▶ _WHAT THE TASK REQUIRES_
Search through the entries for the word "join" and copy every line that has it.

··· DATA SUPPLIED ···

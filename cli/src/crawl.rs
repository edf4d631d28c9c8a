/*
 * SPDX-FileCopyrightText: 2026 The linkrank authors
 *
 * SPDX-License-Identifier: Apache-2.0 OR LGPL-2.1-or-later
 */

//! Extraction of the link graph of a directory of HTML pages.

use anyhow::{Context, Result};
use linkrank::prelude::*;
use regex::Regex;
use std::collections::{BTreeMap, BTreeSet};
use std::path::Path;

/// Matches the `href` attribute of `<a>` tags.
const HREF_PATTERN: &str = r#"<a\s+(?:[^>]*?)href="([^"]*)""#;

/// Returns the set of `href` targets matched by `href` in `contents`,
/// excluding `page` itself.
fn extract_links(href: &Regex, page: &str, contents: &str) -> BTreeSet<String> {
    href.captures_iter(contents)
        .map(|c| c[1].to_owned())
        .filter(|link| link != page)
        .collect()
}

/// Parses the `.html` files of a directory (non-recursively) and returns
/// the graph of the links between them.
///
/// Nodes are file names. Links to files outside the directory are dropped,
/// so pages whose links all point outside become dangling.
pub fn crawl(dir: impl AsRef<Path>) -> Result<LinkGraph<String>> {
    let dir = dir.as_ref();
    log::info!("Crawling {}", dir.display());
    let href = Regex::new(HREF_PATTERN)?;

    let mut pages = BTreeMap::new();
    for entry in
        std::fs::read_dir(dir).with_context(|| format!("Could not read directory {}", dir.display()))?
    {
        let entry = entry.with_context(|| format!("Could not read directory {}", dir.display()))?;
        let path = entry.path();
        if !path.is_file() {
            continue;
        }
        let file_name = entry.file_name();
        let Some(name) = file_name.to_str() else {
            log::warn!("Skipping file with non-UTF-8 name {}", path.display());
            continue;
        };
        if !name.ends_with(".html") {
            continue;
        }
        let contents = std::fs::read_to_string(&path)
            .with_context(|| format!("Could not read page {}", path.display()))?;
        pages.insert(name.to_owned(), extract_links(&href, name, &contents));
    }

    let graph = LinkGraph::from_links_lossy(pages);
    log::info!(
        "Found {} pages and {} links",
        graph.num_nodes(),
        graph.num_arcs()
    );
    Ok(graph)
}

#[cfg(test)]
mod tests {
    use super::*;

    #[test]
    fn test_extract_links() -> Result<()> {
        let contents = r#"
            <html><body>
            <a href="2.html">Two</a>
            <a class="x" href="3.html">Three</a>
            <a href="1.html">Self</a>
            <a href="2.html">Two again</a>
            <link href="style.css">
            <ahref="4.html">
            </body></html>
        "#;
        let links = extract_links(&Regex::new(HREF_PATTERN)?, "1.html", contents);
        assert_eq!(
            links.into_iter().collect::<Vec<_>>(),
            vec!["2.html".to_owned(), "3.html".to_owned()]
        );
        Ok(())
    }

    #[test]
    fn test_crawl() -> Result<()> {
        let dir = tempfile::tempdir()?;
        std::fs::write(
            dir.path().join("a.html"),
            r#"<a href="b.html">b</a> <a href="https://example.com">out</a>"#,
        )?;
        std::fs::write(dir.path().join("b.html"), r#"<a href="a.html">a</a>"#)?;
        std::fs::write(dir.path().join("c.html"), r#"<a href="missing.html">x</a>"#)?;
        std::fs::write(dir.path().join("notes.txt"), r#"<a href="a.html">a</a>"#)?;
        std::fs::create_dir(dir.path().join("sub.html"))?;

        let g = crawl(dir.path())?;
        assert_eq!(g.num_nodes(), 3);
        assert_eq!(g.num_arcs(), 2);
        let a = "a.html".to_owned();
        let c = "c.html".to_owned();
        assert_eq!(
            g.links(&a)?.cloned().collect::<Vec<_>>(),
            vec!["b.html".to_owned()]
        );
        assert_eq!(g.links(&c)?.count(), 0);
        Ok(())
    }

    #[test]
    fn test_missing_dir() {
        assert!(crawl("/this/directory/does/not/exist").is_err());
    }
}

···

▶ _OUTPUT OF THE TASK_
            dir.path().join("a.html"),
        std::fs::write(dir.path().join("b.html"), r#"<a href="a.html">a</a>"#)?;
        std::fs::write(dir.path().join("c.html"), r#"<a href="missing.html">x</a>"#)?;
        std::fs::write(dir.path().join("notes.txt"), r#"<a href="a.html">a</a>"#)?;
        std::fs::create_dir(dir.path().join("sub.html"))?;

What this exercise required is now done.